WHAT IS EXPECTED:
Look for "NotFoundUnregistered" in every line of the listing. Copy the lines that have it.

= Beginning of Section =

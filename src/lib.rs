//! Headless core of the avuntia payroll-investment pilot: routing, state,
//! internationalization and view rendering with no browser attached.
//!
//! Views return serializable node trees, storage is pluggable, and every
//! subsystem is wired explicitly through [`app::App`], so the whole
//! application can run and be tested in-process.

pub mod app;
pub mod config;
pub mod error;
pub mod events;
pub mod i18n;
pub mod router;
pub mod seed;
pub mod state;
pub mod storage;
pub mod view;
pub mod views;

pub use app::{App, ClickModifiers};
pub use config::Config;
pub use error::RouterError;
pub use events::{AppEvent, EventBus};
pub use router::{RouteContext, Router};
pub use state::Store;
pub use storage::{FileStorage, MemoryStorage, Storage};
pub use view::{el, text, Mount, Node};
impl Router {
    pub fn new(bus: Arc<EventBus>) -> Self {
        Self {
            routes: Vec::new(),
            exact: HashMap::new(),
            not_found: None,
            current_path: "/".into(),
            base_path: String::new(),
            history: History::new("/"),
            mount: None,
            bus,
        }
    }

    /// Declare the single mount rendered views are inserted into. Must be
    /// called before the first render.
    pub fn set_root(&mut self, mount: Mount) {
        self.mount = Some(mount);
    }

    pub fn mount(&self) -> Option<&Mount> {
        self.mount.as_ref()
    }

    pub fn mount_mut(&mut self) -> Option<&mut Mount> {
        self.mount.as_mut()
    }

    pub fn register_route(
        &mut self,
        path: impl Into<String>,
        handler: impl Fn(&RouteContext) -> Node + Send + Sync + 'static,
    ) -> Result<(), RouterError> {
        let path = path.into();
        if self.exact.contains_key(&path) {
            return Err(RouterError::DuplicateRoute { path });
        }
        self.exact.insert(path.clone(), self.routes.len());
        self.routes.push(RouteEntry {
            path,
            handler: Box::new(handler),
        });
        Ok(())
    }

    pub fn register_routes(
        &mut self,
        routes: Vec<(String, Handler)>,
    ) -> Result<(), RouterError> {
        for (path, handler) in routes {
            if self.exact.contains_key(&path) {
                return Err(RouterError::DuplicateRoute { path });
            }
            self.exact.insert(path.clone(), self.routes.len());
            self.routes.push(RouteEntry { path, handler });
        }
        Ok(())
    }

    pub fn register_not_found(
        &mut self,
        handler: impl Fn(&RouteContext) -> Node + Send + Sync + 'static,
    ) {
        self.not_found = Some(Box::new(handler));
    }

    pub fn base_path(&self) -> &str {
        &self.base_path
    }

    /// Deployment prefix. Stored without a trailing slash; `/` means none.
    pub fn set_base_path(&mut self, path: &str) {
        let trimmed = path.trim_end_matches('/');
        if trimmed.is_empty() {
            self.base_path = String::new();
        } else if trimmed.starts_with('/') {
            self.base_path = trimmed.to_string();
        } else {
            self.base_path = format!("/{trimmed}");
        }
    }

    pub fn current_path(&self) -> &str {
        &self.current_path
    }

    pub fn history(&self) -> &History {
        &self.history
    }

    pub fn history_mut(&mut self) -> &mut History {
        &mut self.history
    }

    /// Deterministic, idempotent path normalization: resolve to an absolute
    /// pathname, strip a literal `/index.html` suffix, strip trailing
    /// slashes, strip the base-path prefix, collapse to `/`.
    pub fn normalize_pathname(&self, path: &str) -> String {
        if path.is_empty() {
            return "/".into();
        }
        let mut normalized = path.to_string();
        if let Some(stripped) = normalized.strip_suffix("/index.html") {
            normalized = stripped.to_string();
        }
        normalized = normalized.trim_end_matches('/').to_string();
        if !self.base_path.is_empty() {
            if let Some(stripped) = normalized.strip_prefix(&self.base_path) {
                normalized = stripped.to_string();
            }
        }
        if normalized.is_empty() || normalized == "/" {
            return "/".into();
        }
        if normalized.starts_with('/') {
            normalized
        } else {
            format!("/{normalized}")
        }
    }

    /// Physical path shown in the address bar: the logical path mounted
    /// under the base-path prefix.
    pub fn to_physical(&self, logical: &str) -> String {
        if self.base_path.is_empty() {
            return logical.to_string();
        }
        if logical == "/" {
            self.base_path.clone()
        } else {
            format!("{}{logical}", self.base_path)
        }
    }

    /// Navigate to `path`. A navigation to the already-current path re-runs
    /// the render without touching history (refresh-current-view semantics);
    /// otherwise the physical path is pushed (or replaced) first.
    pub fn navigate(&mut self, path: &str, replace: bool) -> Result<(), RouterError> {
        let target = self.normalize_pathname(path);
        if target == self.current_path {
            return self.render(&target);
        }
        let physical = self.to_physical(&target);
        if replace {
            self.history.replace(physical);
        } else {
            self.history.push(physical);
        }
        self.render(&target)
    }

    /// Resolve `path`, invoke its handler and swap the result into the
    /// mount, then restore focus and publish the navigation event. Published
    /// strictly after the mount swap, so listeners always observe a
    /// consistent tree.
    pub fn render(&mut self, path: &str) -> Result<(), RouterError> {
        if self.mount.is_none() {
            return Err(RouterError::RootNotSet);
        }
        let normalized = self.normalize_pathname(path);
        self.current_path = normalized.clone();

        let tree = match self.match_route(&normalized) {
            Some((handler_idx, params)) => {
                let context = RouteContext {
                    params,
                    pathname: normalized.clone(),
                };
                (self.routes[handler_idx].handler)(&context)
            }
            None => {
                let Some(not_found) = &self.not_found else {
                    return Err(RouterError::NotFoundUnregistered { path: normalized });
                };
                let context = RouteContext {
                    params: HashMap::new(),
                    pathname: normalized.clone(),
                };
                not_found(&context)
            }
        };

        let mount = self.mount.as_mut().expect("checked above");
        mount.set_content(tree);
        mount.focus();
        self.bus.publish(AppEvent::NavigationCompleted {
            pathname: normalized,
        });
        Ok(())
    }

    fn match_route(&self, pathname: &str) -> Option<(usize, HashMap<String, String>)> {
        if let Some(&idx) = self.exact.get(pathname) {
            return Some((idx, HashMap::new()));
        }
        for (idx, entry) in self.routes.iter().enumerate() {
            if !entry.path.contains(':') {
                continue;
            }
            let (regex, keys) = compile_path(&entry.path);
            if let Some(captures) = regex.captures(pathname) {
                let mut params = HashMap::new();
                for (key, capture) in keys.iter().zip(captures.iter().skip(1)) {
                    let raw = capture.map(|m| m.as_str()).unwrap_or_default();
                    params.insert(key.clone(), decode_segment(raw));
                }
                return Some((idx, params));
            }
        }
        None
    }
}

/// Compile a `:name` pattern: parameter segments become one-segment
/// capturing groups, literal segments are regex-escaped.
fn compile_path(path: &str) -> (Regex, Vec<String>) {
    let mut keys = Vec::new();
    let pattern: Vec<String> = path
        .split('/')
        .map(|segment| {
            if let Some(name) = segment.strip_prefix(':') {
                keys.push(name.to_string());
                "([^/]+)".to_string()
            } else {
                regex::escape(segment)
            }
        })
        .collect();
    let regex = Regex::new(&format!("^{}$", pattern.join("/")))
        .expect("escaped route pattern is always a valid regex");
    (regex, keys)
}

fn decode_segment(segment: &str) -> String {
    urlencoding::decode(segment)
        .map(|decoded| decoded.into_owned())
        .unwrap_or_else(|_| segment.to_string())
}

#[cfg(test)]
mod tests {
    use super::*;
    use crate::view::text;
    use std::sync::atomic::{AtomicUsize, Ordering};

    fn router() -> Router {
        let mut router = Router::new(Arc::new(EventBus::new()));
        router.set_root(Mount::new());
        router
    }

    fn stub(label: &'static str) -> impl Fn(&RouteContext) -> Node + Send + Sync {
        move |_| text(label)
    }

    #[test]
    fn normalization_cases() {
        let router = router();
        assert_eq!(router.normalize_pathname("/home/"), "/home");
        assert_eq!(router.normalize_pathname("/home/index.html"), "/home");
        assert_eq!(router.normalize_pathname("/home"), "/home");
        assert_eq!(router.normalize_pathname(""), "/");
        assert_eq!(router.normalize_pathname("/"), "/");
        assert_eq!(router.normalize_pathname("home"), "/home");
        assert_eq!(router.normalize_pathname("/index.html"), "/");
        assert_eq!(router.normalize_pathname("/a/b///"), "/a/b");
    }

    #[test]
    fn normalization_is_idempotent() {
        let router = router();
        for input in ["/home/", "/home/index.html", "", "/a/b///", "x/y", "/app"] {
            let once = router.normalize_pathname(input);
            let twice = router.normalize_pathname(&once);
            assert_eq!(once, twice, "input {input:?}");
        }
    }

    #[test]
    fn normalization_strips_base_path() {
        let mut router = router();
        router.set_base_path("/pilot/");
        assert_eq!(router.base_path(), "/pilot");
        assert_eq!(router.normalize_pathname("/pilot/home"), "/home");
        assert_eq!(router.normalize_pathname("/pilot"), "/");
        assert_eq!(router.normalize_pathname("/home"), "/home");
        assert_eq!(router.to_physical("/home"), "/pilot/home");
        assert_eq!(router.to_physical("/"), "/pilot");
    }

    #[test]
    fn exact_route_wins_over_pattern() {
        let mut router = router();
        router.register_route("/a/:id", stub("pattern")).unwrap();
        router.register_route("/a/b", stub("exact")).unwrap();

        router.render("/a/b").unwrap();
        assert_eq!(router.mount().unwrap().to_html(), "exact");

        router.render("/a/c").unwrap();
        assert_eq!(router.mount().unwrap().to_html(), "pattern");
    }

    #[test]
    fn pattern_routes_match_in_registration_order() {
        let mut router = router();
        router.register_route("/x/:first", stub("first")).unwrap();
        router.register_route("/x/:second", stub("second")).unwrap();
        router.render("/x/anything").unwrap();
        assert_eq!(router.mount().unwrap().to_html(), "first");
    }

    #[test]
    fn params_are_extracted_and_url_decoded() {
        let mut router = router();
        router
            .register_route("/empleado/kid/:isin", |ctx| {
                text(ctx.params.get("isin").cloned().unwrap_or_default())
            })
            .unwrap();

        router.render("/empleado/kid/KIDCONSDEMO").unwrap();
        assert_eq!(router.mount().unwrap().to_html(), "KIDCONSDEMO");

        router.render("/empleado/kid/two%20words").unwrap();
        assert_eq!(router.mount().unwrap().to_html(), "two words");
    }

    #[test]
    fn param_does_not_span_segments() {
        let mut router = router();
        router.register_route("/a/:id", stub("pattern")).unwrap();
        router.register_not_found(stub("missing"));
        router.render("/a/b/c").unwrap();
        assert_eq!(router.mount().unwrap().to_html(), "missing");
    }

    #[test]
    fn duplicate_route_is_a_configuration_error() {
        let mut router = router();
        router.register_route("/home", stub("one")).unwrap();
        let err = router.register_route("/home", stub("two")).unwrap_err();
        assert!(matches!(err, RouterError::DuplicateRoute { .. }));
    }

    #[test]
    fn render_without_root_fails() {
        let mut router = Router::new(Arc::new(EventBus::new()));
        router.register_route("/home", stub("home")).unwrap();
        let err = router.render("/home").unwrap_err();
        assert!(matches!(err, RouterError::RootNotSet));
    }

    #[test]
    fn unmatched_route_without_fallback_is_fatal() {
        let mut router = router();
        router.register_route("/home", stub("home")).unwrap();
        let err = router.render("/nope").unwrap_err();
        assert!(matches!(err, RouterError::NotFoundUnregistered { .. }));
    }

    #[test]
    fn not_found_handler_receives_pathname() {
        let mut router = router();
        router.register_not_found(|ctx| text(format!("missing {}", ctx.pathname)));
        router.render("/ghost/").unwrap();
        assert_eq!(router.mount().unwrap().to_html(), "missing /ghost");
    }

    #[test]
    fn navigate_same_path_rerenders_without_history_entry() {
        let renders = Arc::new(AtomicUsize::new(0));
        let counter = renders.clone();
        let mut router = router();
        router
            .register_route("/home", move |_| {
                counter.fetch_add(1, Ordering::SeqCst);
                text("home")
            })
            .unwrap();

        router.navigate("/home", false).unwrap();
        router.navigate("/home", false).unwrap();

        assert_eq!(renders.load(Ordering::SeqCst), 2);
        // initial entry plus exactly one pushed entry
        assert_eq!(router.history().len(), 2);
        assert_eq!(router.history().current(), "/home");
    }

    #[test]
    fn navigate_replace_does_not_grow_history() {
        let mut router = router();
        router.register_route("/home", stub("home")).unwrap();
        router.navigate("/home", true).unwrap();
        assert_eq!(router.history().len(), 1);
        assert_eq!(router.history().current(), "/home");
    }

    #[test]
    fn history_back_and_forward_move_the_cursor() {
        let mut router = router();
        router.register_route("/home", stub("home")).unwrap();
        router.register_route("/planes", stub("planes")).unwrap();

        router.navigate("/home", false).unwrap();
        router.navigate("/planes", false).unwrap();

        let back = router.history_mut().back().map(str::to_string);
        assert_eq!(back.as_deref(), Some("/home"));
        router.render("/home").unwrap();
        assert_eq!(router.current_path(), "/home");

        let forward = router.history_mut().forward().map(str::to_string);
        assert_eq!(forward.as_deref(), Some("/planes"));
    }

    #[test]
    fn history_push_truncates_forward_entries() {
        let mut history = History::new("/");
        history.push("/a".into());
        history.push("/b".into());
        history.back();
        history.push("/c".into());
        assert_eq!(history.len(), 3);
        assert_eq!(history.current(), "/c");
        assert!(history.forward().is_none());
    }

    #[test]
    fn navigation_event_fires_after_mount_swap() {
        let bus = Arc::new(EventBus::new());
        let seen = Arc::new(std::sync::Mutex::new(Vec::new()));
        let sink = seen.clone();
        bus.subscribe(move |event| {
            if let AppEvent::NavigationCompleted { pathname } = event {
                sink.lock().unwrap().push(pathname.clone());
            }
        });

        let mut router = Router::new(bus);
        router.set_root(Mount::new());
        router.register_route("/home", stub("home")).unwrap();
        router.navigate("/home/", false).unwrap();

        assert_eq!(*seen.lock().unwrap(), vec!["/home".to_string()]);
        assert!(router.mount().unwrap().is_focused());
    }

    #[test]
    fn base_path_navigation_round_trip() {
        let mut router = router();
        router.set_base_path("/pilot");
        router.register_route("/home", stub("home")).unwrap();

        // Incoming physical path from the address bar
        router.navigate("/pilot/home", false).unwrap();
        assert_eq!(router.current_path(), "/home");
        assert_eq!(router.history().current(), "/pilot/home");
    }
}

= End of Section =

REPLY:
                    return Err(RouterError::NotFoundUnregistered { path: normalized });
        assert!(matches!(err, RouterError::NotFoundUnregistered { .. }));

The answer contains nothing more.